2025年6月4日水曜日

TR-9300でAMを送信する(続)

何年ぶりのTR-9300でしょう TR-9300でAMを送信する の続きです。

左から、DX-344、元IC-SM2、ノーマルIC-SM2、MC-90


ちょっと基本方針を確認します。

目的はTS-600やTR-9300でのAMの送信で、きれいな音をお届けするのではなく、多少歪んでも、スプラッタをまき散らさない程度の歪で、私の電波が弱かったり、ノイズに埋もれそうになっているときにある程度の了解度をキープすることです。カツミのマイクコンプレッサを使っても良いのですが、少しでもゲインボリュームを開けると歪が大きいので、これは使わずに、できれば無線機本体のマイクゲインの設定とマイクやマイクアンプでなんとかしたい、というものです。

本来であれば、この手のマイク選びではMC-90が候補として筆頭にあがりますが、TS-600にしろ、TR-9300にしろ、骨とう品になりつつある筐体の昔の狭いクリスタルフィルタにマイクアンプ段の組み合わせなので、MC-90を付けても期待したような鮮明な、解像度の高い音にはならないのではと思っています。また、10Wの無線機ですから、AMの場合にTS-590S無印のようにキャリア25W+内蔵スピーチプロセッサを入れて送信できるわけではないので、まずは相手に届かせるというところから考えないと、先方には了解度の低いおとなしい音になってしまいます。

うちのMC-90には台座にエレキットのマイクアンプを入れています。入れるマイクアンプは、もちろん自作の設計の一石程度のアンプでもOKです。これは主にTS-590のFMでの運用を意図して入れました。以前はマイクアンプ用に006Pを内蔵させていたのですが、最近のIC-9700のFM音質迷走の過程で8ピンマイクコネクタ(ケンウッドなら5番)から電源を取るようにしてしまったので、マイクアンプを使いたい場合には4ピンや6ピンの無線機からは電源が取れません。TR-9300は、コンデンサマイクを使えるように、余っているマイク5番ピンに6-7V程度が出て来るように中を配線したので、8ピンジャックを経由して6ピンプラグに変換すれば使えはするんですが。…あれ、9300でMC-90使えるじゃん。

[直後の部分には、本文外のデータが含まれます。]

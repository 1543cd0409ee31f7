//! Cadence Quickstart: load a station file, run a toy module over it,
//! and write the result back out.
//!
//! Demonstrates:
//!   1. Installing a `tracing` subscriber to see load diagnostics
//!   2. Opening a delimited station file
//!   3. Walking the series with cursors and mutating in place
//!   4. Looking up rows and spans by timestamp
//!   5. Serializing and re-reading the result
//!
//! Run with:
//!   RUST_LOG=debug cargo run --example quickstart

use std::error::Error;
use std::io::Write;

use cadence::prelude::*;
use tracing_subscriber::EnvFilter;

// ─── Input ──────────────────────────────────────────────────────

const STATION: &str = "\
Date            t      rh    u
20190315T060000 -1.5   80    2.0
20190315T070000 -1.0   82    2.5
20190315T080000  0.5   79    3.0
20190315T090000  2.0   74    3.5
20190315T100000  3.5   70    3.0
";

// ─── Module: a crude degree-hour accumulator ────────────────────
//
// Reads air temperature and writes a running sum of positive
// degree-hours through the row traits.

fn degree_hours<S: VariableReader + VariableWriter>(
    row: &S,
    running: &mut f64,
) -> Result<(), SeriesError> {
    *running += row.get("t")?.max(0.0);
    row.set("pdd", *running)
}

fn main() -> Result<(), Box<dyn Error>> {
    tracing_subscriber::fmt()
        .with_env_filter(
            EnvFilter::try_from_default_env().unwrap_or_else(|_| EnvFilter::new("info")),
        )
        .init();

    let dir = tempfile::tempdir()?;
    let input = dir.path().join("station.txt");
    std::fs::File::create(&input)?.write_all(STATION.as_bytes())?;

    // ── Load ────────────────────────────────────────────────────
    let mut series = TimeSeries::new();
    series.open(&input)?;
    if let Some(report) = series.report() {
        println!(
            "loaded {} rows x {} variables in {} us (date column: {:?})",
            report.rows, report.variables, report.elapsed_us, report.date_column
        );
    }

    // ── Add an output column and run the module ─────────────────
    // The name set is frozen after open, so rebuild with the extra column.
    let mut names = series.list_variables();
    names.push("pdd".to_string());
    let mut output = TimeSeries::new();
    output.init(&names, series.date_timeseries())?;
    for (src, dst) in series.steps().zip(output.steps()) {
        for name in series.list_variables() {
            dst.set(&name, src.get(&name)?)?;
        }
    }

    let mut running = 0.0;
    for step in output.steps() {
        degree_hours(&step, &mut running)?;
        println!(
            "{} {:>2}/{:>2} {}",
            step.timestamp(),
            step.month(),
            step.day(),
            step
        );
    }

    // ── Lookup ──────────────────────────────────────────────────
    let morning: Timestamp = "20190315T080000".parse()?;
    let it = output.find(morning)?;
    println!("t at {morning}: {}", it.get("t")?);

    let (start, end) = output.range(morning, "20190315T100000".parse()?)?;
    let mean_rh: f64 = start
        .until(&end)
        .map(|s| s.get("rh"))
        .sum::<Result<f64, _>>()?
        / start.distance_to(&end) as f64;
    println!("mean rh over last three hours: {mean_rh:.2}");

    // ── Write and re-read ───────────────────────────────────────
    let out = dir.path().join("station_pdd.txt");
    output.to_file(&out)?;
    let reread = TimeSeries::from_file(&out)?;
    assert_eq!(reread.time_series("pdd")?, output.time_series("pdd")?);
    println!("wrote {}", out.display());

    Ok(())
}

えー、気を取り直して。主題はAMなんです。AMの送信についてつらつら考えてきましたけど、でもまずMC-90にマイクアンプを入れたAMの音を聴いてみたいな。 

で、聴いてみました。TR-9300で送信して、これをTS-590S無印でヘッドフォンを使って聴く方法です。590は同じ無線機机の近くに置いてあるんですが、少し離れているのでせいぜいメータ9つくらいで受信することになり、ヘッドフォンで聴けばハウリングも無くちょうどよさげです。

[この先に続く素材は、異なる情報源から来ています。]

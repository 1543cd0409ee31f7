//! Benchmark profiles for the Cadence forcing store.
//!
//! - [`station_profile`]: one year of hourly data for a typical station
//!   (8 variables, 8760 rows), pre-initialized in memory
//! - [`station_file_text`]: the same shape as delimited text, for
//!   ingestion benchmarks

#![forbid(unsafe_code)]
#![deny(rustdoc::broken_intra_doc_links)]

use cadence_core::SeriesError;
use cadence_series::TimeSeries;
use cadence_test_utils::fixtures::{hourly, station_text, station_value};

/// Variables in the reference station.
pub const STATION_VARS: usize = 8;

/// Hourly rows in one non-leap year.
pub const STATION_ROWS: usize = 24 * 365;

/// An initialized series of `vars` columns named `v0..` by `rows` hourly
/// rows, filled with deterministic values.
pub fn series_profile(vars: usize, rows: usize) -> Result<TimeSeries, SeriesError> {
    let names: Vec<String> = (0..vars).map(|v| format!("v{v}")).collect();
    let mut series = TimeSeries::new();
    series.init(&names, hourly(rows))?;
    for step in series.steps() {
        for (v, name) in names.iter().enumerate() {
            step.set(name, station_value(v, step.row()))?;
        }
    }
    Ok(series)
}

/// The reference station profile.
pub fn station_profile() -> Result<TimeSeries, SeriesError> {
    series_profile(STATION_VARS, STATION_ROWS)
}

/// The reference station as tab-separated text.
pub fn station_file_text() -> String {
    station_text(STATION_VARS, STATION_ROWS)
}

#[cfg(test)]
mod tests {
    use super::*;

    #[test]
    fn profile_has_expected_shape() {
        let series = series_profile(3, 10).unwrap();
        assert_eq!(series.len(), 10);
        assert_eq!(series.list_variables(), vec!["v0", "v1", "v2"]);
        assert_eq!(series.time_series("v2").unwrap()[4], station_value(2, 4));
    }
}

〇MC-90の音は素直できれいです。最初は台座のマイクアンプ無しでしゃべってみましたが、それだとおとなしくきれいなMC-90らしい音なのですが、やはり物足りません。マイクアンプを入れてみると、マイクのエレメントにゼロ距離でしゃべれば、入力過大気味ゆえの歪が少し出ます。でもこの歪の加減ですが、音の解像度が下がらないのはさすがで、これ使いたいなあと思わせます。AMのときにはもう少し歪ませたいですが、これ以上歪ませないで使いたい気分になります。例えると、MC-90を繋いだTS-950SDXでSSBで送信するときにスピーチプロセッサを軽く入れて少し歪ませたような音みたいな感じです。今回MC-90はIC-9700に繋ぎっぱなしなので、9300での使用は我慢することにします。やっぱりMC-90は良いですねえ。ケンウッドの無線機だと良い音が出るなあと感心します。

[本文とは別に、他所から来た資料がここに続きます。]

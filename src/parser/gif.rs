use std::collections::HashMap;
use std::rc::Rc;

use log::debug;

use super::block_reader::BlockReader;
use super::lzw::LzwDecoder;
use super::DisposalMethod;
use crate::error::{DecodeError, Result};
use crate::frame::{Frame, FramePump};
use crate::raster::{pack_rgb, unpack_rgb, Palette, Raster};
use crate::source::ByteSource;

const EXTENSION_INTRODUCER: u8 = 0x21;
const IMAGE_DESCRIPTOR_LABEL: u8 = 0x2c;
const TRAILER_LABEL: u8 = 0x3b;

// Extension labels
const APPLICATION_EXTENSION: u8 = 0xff;
const GRAPHIC_CONTROL_EXTENSION: u8 = 0xf9;

const HEADER_LEN: usize = 13;
const MAX_MIN_CODE_SIZE: u8 = 11;
/// Distinct local palettes remembered per decoder before the cache starts over.
const MAX_CACHED_REMAPS: usize = 16;

#[derive(Debug, Clone, Copy, PartialEq, Eq)]
pub enum Version {
    V87a,
    V89a,
}

impl TryFrom<&[u8]> for Version {
    type Error = DecodeError;

    fn try_from(value: &[u8]) -> std::result::Result<Self, Self::Error> {
        match value {
            b"GIF87a" => Ok(Version::V87a),
            b"GIF89a" => Ok(Version::V89a),
            other => Err(DecodeError::UnsupportedFormat(format!(
                "bad GIF signature {:?}",
                String::from_utf8_lossy(other)
            ))),
        }
    }
}

#[derive(Debug, Clone, Copy, PartialEq, Eq)]
pub enum LoopCount {
    Infinite,
    Number(u16),
}

#[derive(Debug, Clone, Copy)]
pub struct LogicalScreenDescriptor {
    pub screen_width: u16,
    pub screen_height: u16,
    pub global_color_table_flag: bool,
    pub color_resolution: u8,
    pub global_color_table_len: usize,
    pub background_color_index: u8,
    pub pixel_aspect_ratio: u8,
}

#[derive(Debug, Clone, Copy, Default)]
struct GraphicControlExtension {
    disposal_method: Option<DisposalMethod>,
    transparent_color_index: Option<u8>,
    delay_ms: u32,
}

#[derive(Debug)]
pub struct GifFrame<R, P> {
    pub left: u16,
    pub top: u16,
    pub width: u16,
    pub height: u16,
    pub delay_ms: u32,
    pub disposal_method: Option<DisposalMethod>,
    pub transparent_color_index: Option<u8>,
    pub raster: R,
    /// Only set when the stream has no global palette to remap into.
    pub local_palette: Option<P>,
}

/// Pull decoder for GIF streams: one frame per call, nothing retained between frames except
/// the global palette and the remap cache.
pub struct GifDecoder<S, R, P> {
    source: S,
    version: Version,
    screen: LogicalScreenDescriptor,
    global_palette: P,
    data_start: usize,
    loop_count: Option<LoopCount>,
    remap_cache: HashMap<Box<[u8]>, Rc<[u8]>>,
    remap_builds: usize,
    frame: Option<GifFrame<R, P>>,
    frames_read: usize,
    finished: bool,
}

impl<S, R, P> GifDecoder<S, R, P>
where
    S: ByteSource,
    R: Raster,
    P: Palette,
{
    /// Reads the header and global palette.
    pub fn new(mut source: S) -> Result<Self> {
        let mut signature = [0; 6];
        source.read_exact(&mut signature, "GIF signature")?;
        let version = Version::try_from(&signature[..])?;
        debug!("processed signature, got {:?}", version);

        let screen_width = source.read_u16_le("logical screen width")?;
        let screen_height = source.read_u16_le("logical screen height")?;
        let packed_fields = source.read_byte("logical screen flags")?;
        let background_color_index = source.read_byte("background color index")?;
        let pixel_aspect_ratio = source.read_byte("pixel aspect ratio")?;

        let global_color_table_flag = packed_fields & 0b1000_0000 != 0;
        let screen = LogicalScreenDescriptor {
            screen_width,
            screen_height,
            global_color_table_flag,
            color_resolution: ((packed_fields >> 4) & 0b111) + 1,
            global_color_table_len: if global_color_table_flag {
                color_table_len(packed_fields)
            } else {
                0
            },
            background_color_index,
            pixel_aspect_ratio,
        };
        debug!("processed logical screen descriptor, got: {:?}", screen);

        let global_palette = read_palette(&mut source, screen.global_color_table_len)?;

        Ok(Self {
            source,
            version,
            screen,
            global_palette,
            data_start: HEADER_LEN + screen.global_color_table_len * 3,
            loop_count: None,
            remap_cache: HashMap::new(),
            remap_builds: 0,
            frame: None,
            frames_read: 0,
            finished: false,
        })
    }

    pub fn version(&self) -> Version {
        self.version
    }

    pub fn screen(&self) -> &LogicalScreenDescriptor {
        &self.screen
    }

    /// Empty when the stream carries no global palette.
    pub fn global_palette(&self) -> &P {
        &self.global_palette
    }

    /// From a NETSCAPE2.0 extension, once one has been read.
    pub fn loop_count(&self) -> Option<LoopCount> {
        self.loop_count
    }

    pub fn frames_read(&self) -> usize {
        self.frames_read
    }

    pub fn is_finished(&self) -> bool {
        self.finished
    }

    /// How many distinct local palettes have been mapped onto the global palette.
    pub fn remap_builds(&self) -> usize {
        self.remap_builds
    }

    /// The most recently decoded frame.
    pub fn frame(&self) -> Option<&GifFrame<R, P>> {
        self.frame.as_ref()
    }

    pub fn into_source(self) -> S {
        self.source
    }

    /// Decodes the next image into [`GifDecoder::frame`] and returns its delay, or `None`
    /// after the trailer. Errors end the stream.
    pub fn read_next_frame(&mut self) -> Result<Option<u32>> {
        if self.finished {
            return Ok(None);
        }
        let result = self.read_blocks();
        if result.is_err() {
            self.finished = true;
        }
        result
    }

    fn read_blocks(&mut self) -> Result<Option<u32>> {
        let mut control = GraphicControlExtension::default();

        loop {
            match self.source.read_byte("block label")? {
                EXTENSION_INTRODUCER => {
                    let label = self.source.read_byte("extension label")?;
                    self.process_extension(label, &mut control)?;
                }
                IMAGE_DESCRIPTOR_LABEL => {
                    // drop the previous frame before allocating the next one
                    self.frame = None;
                    let frame = self.read_image(control)?;
                    let delay_ms = frame.delay_ms;
                    self.frame = Some(frame);
                    self.frames_read += 1;
                    return Ok(Some(delay_ms));
                }
                TRAILER_LABEL => {
                    debug!("reached trailer after {} frames", self.frames_read);
                    self.finished = true;
                    return Ok(None);
                }
                label => {
                    debug!("skipping unknown block with label 0x{label:02x}");
                    self.source.read_byte("unknown block")?;
                    BlockReader::new(&mut self.source).skip()?;
                }
            }
        }
    }

    fn process_extension(
        &mut self,
        label: u8,
        control: &mut GraphicControlExtension,
    ) -> Result<()> {
        match label {
            GRAPHIC_CONTROL_EXTENSION => {
                let data = BlockReader::new(&mut self.source).collect::<Result<Vec<u8>>>()?;
                if data.len() < 3 {
                    return Err(DecodeError::incomplete("graphic control extension"));
                }
                // packed fields: XXXYYYZW
                // YYY = disposal method, W = transparent color flag
                let packed_fields = data[0];
                control.disposal_method = DisposalMethod::from_u8((packed_fields >> 2) & 0b111);
                control.transparent_color_index = if packed_fields & 1 != 0 {
                    data.get(3).copied()
                } else {
                    None
                };
                control.delay_ms = u16::from_le_bytes([data[1], data[2]]) as u32 * 10;
                debug!("processed graphic control extension: {:?}", control);
            }
            APPLICATION_EXTENSION => {
                let mut blocks = BlockReader::new(&mut self.source);
                let identifier = blocks.by_ref().take(11).collect::<Result<Vec<u8>>>()?;
                if identifier == b"NETSCAPE2.0" {
                    let data = blocks.by_ref().take(3).collect::<Result<Vec<u8>>>()?;
                    if data.len() == 3 && data[0] == 1 {
                        self.loop_count = Some(match u16::from_le_bytes([data[1], data[2]]) {
                            0 => LoopCount::Infinite,
                            number => LoopCount::Number(number),
                        });
                        debug!("loop count: {:?}", self.loop_count);
                    }
                }
                blocks.skip()?;
            }
            label => {
                debug!("discarding extension 0x{label:02x}");
                BlockReader::new(&mut self.source).skip()?;
            }
        }
        Ok(())
    }

    fn read_image(&mut self, control: GraphicControlExtension) -> Result<GifFrame<R, P>> {
        let mut descriptor = [0; 9];
        self.source.read_exact(&mut descriptor, "image descriptor")?;
        let left = u16::from_le_bytes([descriptor[0], descriptor[1]]);
        let top = u16::from_le_bytes([descriptor[2], descriptor[3]]);
        let width = u16::from_le_bytes([descriptor[4], descriptor[5]]);
        let height = u16::from_le_bytes([descriptor[6], descriptor[7]]);
        let packed_fields = descriptor[8];

        let mut remap = None;
        let mut local_palette = None;
        if packed_fields & 0b1000_0000 != 0 {
            let mut table = vec![0; color_table_len(packed_fields) * 3];
            self.source.read_exact(&mut table, "local color table")?;
            if self.global_palette.is_empty() {
                local_palette = Some(palette_from_bytes::<P>(&table));
            } else {
                remap = Some(self.remap_for(table));
            }
        }

        let min_code_size = self.source.read_byte("lzw minimum code size")?;
        if min_code_size > MAX_MIN_CODE_SIZE {
            return Err(DecodeError::UnsupportedFormat(format!(
                "lzw minimum code size {min_code_size}"
            )));
        }
        debug!("image {width}x{height} at ({left}, {top}), min code size {min_code_size}");

        let mut raster = R::new(width, height);
        let (mut x, mut y) = (0u16, 0u16);
        let blocks = BlockReader::new(&mut self.source);
        for run in LzwDecoder::new(blocks, min_code_size) {
            for index in run? {
                if y >= height {
                    continue;
                }
                let index = match &remap {
                    Some(map) => map.get(index as usize).copied().unwrap_or(index),
                    None => index,
                };
                raster.set(x, y, index);
                x += 1;
                if x >= width {
                    x = 0;
                    y += 1;
                }
            }
        }

        Ok(GifFrame {
            left,
            top,
            width,
            height,
            delay_ms: control.delay_ms,
            disposal_method: control.disposal_method,
            transparent_color_index: control.transparent_color_index,
            raster,
            local_palette,
        })
    }

    /// Maps each local color to the nearest global index, reusing the table built for an
    /// identical local palette.
    fn remap_for(&mut self, table: Vec<u8>) -> Rc<[u8]> {
        if let Some(map) = self.remap_cache.get(table.as_slice()) {
            return map.clone();
        }

        self.remap_builds += 1;
        let map: Rc<[u8]> = table
            .chunks_exact(3)
            .map(|rgb| closest_color(pack_rgb([rgb[0], rgb[1], rgb[2]]), &self.global_palette))
            .collect();

        if self.remap_cache.len() >= MAX_CACHED_REMAPS {
            self.remap_cache.clear();
        }
        self.remap_cache.insert(table.into_boxed_slice(), map.clone());
        map
    }
}

/// Index of `color` in `palette`, or of the nearest entry by Manhattan distance over R, G
/// and B. Ties go to the lower index.
pub fn closest_color<P: Palette>(color: u32, palette: &P) -> u8 {
    let len = palette.len().min(256);
    if let Some(index) = (0..len).find(|&i| palette.get(i) == Some(color)) {
        return index as u8;
    }

    let [r1, g1, b1] = unpack_rgb(color);
    let mut min_distance = 768;
    let mut closest = 0;
    for index in 0..len {
        let Some(candidate) = palette.get(index) else {
            continue;
        };
        let [r2, g2, b2] = unpack_rgb(candidate);
        let distance = r1.abs_diff(r2) as u32 + g1.abs_diff(g2) as u32 + b1.abs_diff(b2) as u32;
        if distance < min_distance {
            min_distance = distance;
            closest = index;
        }
    }
    closest as u8
}

fn color_table_len(packed_fields: u8) -> usize {
    1 << ((packed_fields & 0b111) + 1)
}

fn read_palette<S: ByteSource, P: Palette>(source: &mut S, len: usize) -> Result<P> {
    let mut palette = P::with_capacity(len);
    let mut rgb = [0; 3];
    for i in 0..len {
        source.read_exact(&mut rgb, "global color table")?;
        palette.set(i, pack_rgb(rgb));
    }
    Ok(palette)
}

fn palette_from_bytes<P: Palette>(table: &[u8]) -> P {
    let mut palette = P::with_capacity(table.len() / 3);
    for (i, rgb) in table.chunks_exact(3).enumerate() {
        palette.set(i, pack_rgb([rgb[0], rgb[1], rgb[2]]));
    }
    palette
}

impl<S, R, P> FramePump for GifDecoder<S, R, P>
where
    S: ByteSource,
    R: Raster,
    P: Palette,
{
    type Raster = R;
    type Palette = P;

    fn has_next_frame(&self) -> bool {
        !self.finished
    }

    fn next_frame(&mut self) -> Result<Option<Frame<'_, R, P>>> {
        if self.read_next_frame()?.is_none() {
            return Ok(None);
        }
        Ok(self.frame.as_ref().map(|frame| Frame {
            raster: &frame.raster,
            palette: frame.local_palette.as_ref().unwrap_or(&self.global_palette),
            delay_ms: frame.delay_ms,
            left: frame.left,
            top: frame.top,
        }))
    }

    fn rewind(&mut self) -> Result<()> {
        self.source.seek_to(self.data_start)?;
        self.frame = None;
        self.frames_read = 0;
        self.finished = false;
        Ok(())
    }

    fn prefetch(&mut self, n: usize) {
        self.source.prefetch(n);
    }
}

〇次に古いアツデンのDX-344を持ち出してきました。これは単一指向性ダイナミックマイクのアンプ入りです。経年劣化でゲインが少なく感じますが、程よい大きさに設定してしゃべってみると、MC-90よりおとなしい音でした。ちょっと物足りないかな。

〇さらに、IC-SM2のECMを取り外し、これを科学教材社の66円のものに変更してある、少し前までTM-833で常用していたマイクを使います。見てくれはIC-SM2なので、ここでは元IC-SM2と呼称します。SSBやFMでは想定どおりのきれいなコンデンサマイクっぽい音です。でも、このマイクはマイクアンプを取り去っているので、AMでもう少し入力を大きくして歪ませたいというのには少し足りません。 (※)科学教材社の66円ECMはマイクのホット、コールド、+電圧の3端子仕様)です。元SM2の台座を開けて、マイクコネクタからの配線を、マイクのホット、コールド、電圧、PTT、PTTのグランドにして、台座とフレキシブルパイプの連絡もECMの3端子化に伴って配線をやりなおしています。インピーダンスマッチングなどは全く考えていませんが、833やTR-50ではそれなりに良い音で使えています。

〇最後に真打、ここで再び入手したノーマルのIC-SM2です。マイクコネクタのピンアサインをケンウッド仕様に変更しただけのオリジナルです。元々のECMもそのまま、アンプもそのまま台座に入っています。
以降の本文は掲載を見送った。